/---
#[cfg(test)]
mod tests {
    use super::*;
    use crate::command;
    use crate::parse::testing::State;
    use std::collections::HashMap;
    use std::rc::Rc;
    use texpand_stdext::collections::groupingmap::Scope;

    fn new_vm(source: &str) -> Box<vm::VM<State>> {
        let mut vm = vm::VM::<State>::new(HashMap::new());
        vm.push_source("main.tex", source);
        vm
    }

    /// Defines `name` using the pattern and body at the front of the input.
    fn define(vm: &mut vm::VM<State>, name: &str, long: bool) -> txl::Result<()> {
        let input = vm::ExecutionInput::new(vm);
        let pattern = MacroPattern::parse(input.unexpanded())?;
        let body = Macro::parse_body(input.unexpanded(), &pattern)?;
        let texmacro = Macro::new(long, false, pattern, body);
        let cs = input.token_factory_mut().control_sequence(name, token::trace::Key::dummy());
        input.commands_map_mut().insert_macro(
            cs.command_ref().unwrap(),
            texmacro,
            Scope::Local,
        );
        Ok(())
    }

    fn run(definitions: &[(&str, &str)], source: &str) -> txl::Result<String> {
        let mut vm = new_vm(source);
        for (name, definition) in definitions {
            vm.push_string("definition", *definition);
            define(&mut vm, name, false)?;
        }
        let input = vm::ExecutionInput::new(&mut vm);
        let mut tokens = vec![];
        while let Some(token) = input.next()? {
            tokens.push(token);
        }
        Ok(token::write_tokens(&tokens, input.vm().cs_name_interner()))
    }

    macro_rules! expansion_tests {
        ($( ($name: ident, $definitions: expr, $source: expr, $want: expr), )+) => {
            $(
            #[test]
            fn $name() {
                let got = run(&$definitions, $source).unwrap();
                assert_eq!(got, $want);
            }
            )+
        };
    }

    expansion_tests![
        (no_parameters, [("x", "{ABC}")], r"\x\x\x", "ABCABCABC"),
        (one_parameter, [("x", "#1{[#1]}")], r"\x a\x{bc}", "[a][bc]"),
        (delimited_group_stripped, [("x", "#1,{[#1]}")], r"\x{ab},", "[ab]"),
        (delimited_plain, [("x", "#1,{[#1]}")], r"\x ab,", "[ab]"),
        (double_hash_in_body, [("x", "{a##b}")], r"\x", "a#b"),
        (parameter_used_twice, [("x", "#1#2{#2#1#2}")], r"\x ab", "bab"),
        (brace_terminated, [("x", "#1#{[#1]}")], r"\x ab{c}", "[ab]{c}"),
        (
            nested_macros,
            [("x", "#1{<#1>}"), ("y", "{\\x{\\x{z}}}")],
            r"\y",
            "<<z>>"
        ),
        (
            expansion_is_lazy,
            [("x", "{\\y}"), ("y", "{Y}")],
            r"\x",
            "Y"
        ),
    ];

    macro_rules! failure_tests {
        ($( ($name: ident, $definitions: expr, $source: expr, $category: expr), )+) => {
            $(
            #[test]
            fn $name() {
                let err = run(&$definitions, $source).unwrap_err();
                assert_eq!(err.category(), $category);
            }
            )+
        };
    }

    failure_tests![
        (
            body_reference_beyond_arity,
            [("x", "#1#2{#3}")],
            "",
            error::Category::IllegalParameterReference
        ),
        (
            body_reference_zero,
            [("x", "#1{#0}")],
            "",
            error::Category::IllegalParameterReference
        ),
        (
            body_reference_letter,
            [("x", "{#a}")],
            "",
            error::Category::IllegalParameterReference
        ),
        (
            body_end_of_input,
            [("x", "{abc")],
            "",
            error::Category::UnexpectedEndOfInput
        ),
        (
            pattern_non_consecutive,
            [("x", "#1#2#1{}")],
            "",
            error::Category::NonConsecutiveParameter
        ),
        (
            runaway_argument,
            [("x", "#1.{}")],
            "\\x a\\par b.",
            error::Category::RunawayArgument
        ),
        (
            use_does_not_match,
            [("x", "a#1{}")],
            "\\x b",
            error::Category::SyntaxMismatch
        ),
    ];

    #[test]
    fn macro_equality() {
        let mut vm = new_vm("#1,{a#1} #1,{a#1} #1.{a#1} #1,{b#1}");
        let input = vm::ExecutionInput::new(&mut vm);
        let mut macros = vec![];
        for _ in 0..4 {
            let pattern = MacroPattern::parse(input.unexpanded()).unwrap();
            let body = Macro::parse_body(input.unexpanded(), &pattern).unwrap();
            macros.push(Macro::new(false, false, pattern, body));
            input.unexpanded().skip_spaces();
        }
        assert_eq!(macros[0], macros[1]);
        assert_ne!(macros[0], macros[2]);
        assert_ne!(macros[0], macros[3]);
        let mut long = macros[0].clone();
        long.long = true;
        assert_ne!(macros[0], long);
        assert_eq!(
            Macro::new(false, false, MacroPattern::default(), vec![]),
            Macro::new(false, false, MacroPattern::new(vec![], false), vec![])
        );
    }

    #[test]
    #[should_panic]
    fn new_panics_on_malformed_body() {
        let hash = Token::new_parameter('#', token::trace::Key::dummy());
        let two = Token::new_other('2', token::trace::Key::dummy());
        Macro::new(false, false, MacroPattern::default(), vec![hash, two]);
    }

    #[test]
    fn aliased_parameter_in_body() {
        let mut vm = new_vm(r"#1{\p1}");
        let p = vm
            .token_factory_mut()
            .control_sequence("p", token::trace::Key::dummy());
        vm.commands_map.alias_token(
            p.command_ref().unwrap(),
            Token::new_parameter('#', token::trace::Key::dummy()),
            Scope::Local,
        );
        let input = vm::ExecutionInput::new(&mut vm);
        let pattern = MacroPattern::parse(input.unexpanded()).unwrap();
        let body = Macro::parse_body(input.unexpanded(), &pattern).unwrap();
        assert_eq!(
            body.iter().map(Token::value).collect::<Vec<_>>(),
            vec![Value::Parameter('#'), Value::Other('1')]
        );
    }

    #[test]
    fn tracing_writes_to_log_file() {
        let mut vm = new_vm(r"\x ab");
        vm.state.tracing_macros = 1;
        let log: Rc<std::cell::RefCell<Vec<u8>>> = Default::default();
        vm.log_file = log.clone();
        vm.push_string("definition", "#1#2{[#2#1]}");
        define(&mut vm, "x", false).unwrap();
        let input = vm::ExecutionInput::new(&mut vm);
        while input.next().unwrap().is_some() {}
        let log = String::from_utf8(log.borrow().clone()).unwrap();
        assert_eq!(log, "\\x #1#2->[#2#1]\n#1<-a\n#2<-b\n");
    }

    #[test]
    fn tail_calls_do_not_grow_the_stack() {
        // Each expansion of \a consumes one x and expands to \a again.
        let n = 50_000;
        let source: String = "x".repeat(n);
        let mut vm = new_vm(&source);
        vm.push_string("definition", "#1{\\a}");
        define(&mut vm, "a", false).unwrap();
        let a = vm
            .token_factory_mut()
            .control_sequence("a", token::trace::Key::dummy());
        let input = vm::ExecutionInput::new(&mut vm);
        input.back(a);
        let err = input.next().unwrap_err();
        assert_eq!(err.category(), error::Category::UnexpectedEndOfInput);
        assert!(input.vm().input_depth() <= 2);
    }

    #[test]
    fn deep_nesting_does_not_grow_the_native_stack() {
        // Every argument contains the next call, so no expansion finishes until z is read.
        let n = 4_000;
        let source = format!["{}z{}", "\\a{".repeat(n), "}".repeat(n)];
        let mut vm = new_vm(&source);
        vm.push_string("definition", "#1{#1x}");
        define(&mut vm, "a", false).unwrap();
        let input = vm::ExecutionInput::new(&mut vm);
        let mut tokens = vec![];
        let mut max_depth = 0;
        while let Some(token) = input.next().unwrap() {
            max_depth = max_depth.max(input.vm().input_depth());
            tokens.push(token);
        }
        assert!(max_depth >= n);
        assert_eq!(
            token::write_tokens(&tokens, input.vm().cs_name_interner()),
            format!["z{}", "x".repeat(n)]
        );
    }

    #[test]
    fn bindings_buffer_is_returned_after_match_failure() {
        let mut vm = new_vm(&format!["\\x {}", "a".repeat(100)]);
        vm.push_string("definition", "#1.{}");
        define(&mut vm, "x", false).unwrap();
        let input = vm::ExecutionInput::new(&mut vm);
        let err = input.next().unwrap_err();
        assert_eq!(err.category(), error::Category::UnexpectedEndOfInput);
        let buffer = input.as_expansion_input().checkout_token_buffer();
        assert!(buffer.capacity() >= 100);
    }

    #[test]
    fn doc_lists_parameters() {
        let mut vm = new_vm("#1.{a#1}");
        let input = vm::ExecutionInput::new(&mut vm);
        let pattern = MacroPattern::parse(input.unexpanded()).unwrap();
        let body = Macro::parse_body(input.unexpanded(), &pattern).unwrap();
        let texmacro = Macro::new(true, false, pattern, body);
        let doc = texmacro.doc(input.vm().cs_name_interner());
        assert!(doc.contains("Parameters (1)"));
        assert!(doc.contains("delimited by `.`"));
        assert!(doc.contains("\\long"));
    }
}
use crate::token;
use crate::traits::*;
use crate::vm;
use std::collections::HashMap;
use std::fmt::Debug;

/// State with the plain TeX category codes.
pub struct State {
    cat_codes: token::CatCodeTable,
    pub tracing_macros: i32,
}

impl Default for State {
    fn default() -> Self {
        Self {
            cat_codes: token::CatCodeTable::plain_tex(),
            tracing_macros: 0,
        }
    }
}

impl TexpandState for State {
    fn cat_code(&self, c: char) -> token::CatCode {
        self.cat_codes.classify(c)
    }

    fn tracing_macros(&self) -> i32 {
        self.tracing_macros
    }
}

pub fn run_parse_success_test<S: TexpandState + Default, T: Parsable<S> + Debug + PartialEq>(
    source: &str,
    want: T,
) {
    let mut vm = vm::VM::<S>::new(HashMap::new());
    vm.push_source("main.tex", source);
    let input = vm::ExecutionInput::new(&mut vm);
    let got = match T::parse(input) {
        Ok(got) => got,
        Err(err) => panic!["failed to parse '{source}': {err}"],
    };
    assert_eq!(got, want);
}

pub fn run_parse_failure_test<S: TexpandState + Default, T: Parsable<S> + Debug>(source: &str) {
    let mut vm = vm::VM::<S>::new(HashMap::new());
    vm.push_source("main.tex", source);
    let input = vm::ExecutionInput::new(&mut vm);
    let result = T::parse(input);
    if let Ok(value) = result {
        panic![
            "Successfully parsed a value '{value:?}' of type '{}' from invalid input '{source}'",
            std::any::type_name::<T>()
        ];
    }
}

macro_rules! parse_success_tests {
    ($( ($name: ident, $input: expr, $expected: expr $(,)? ) ),+ $(,)? ) => {
        $(
        #[test]
        fn $name() {
            let source = $input;
            let want = $expected;
            run_parse_success_test::<State, _>(&source, want);
        }
        )+
    };
}

pub(crate) use parse_success_tests;

macro_rules! parse_failure_tests {
    ( $parsable_type: ty, $state: ty, $( ($name: ident, $input: expr), )+) => {
        $(
        #[test]
        fn $name() {
            let input = $input;
            run_parse_failure_test::<$state, $parsable_type>(&input);
        }
        )+
    };
}

pub(crate) use parse_failure_tests;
\---
- **EXERCISE PROMPT**: Copy from the entries only those lines that hold the word "collections".

- **SOLUTION TO THIS PROBLEM**:
    use std::collections::HashMap;
    use texpand_stdext::collections::groupingmap::Scope;
use std::collections::HashMap;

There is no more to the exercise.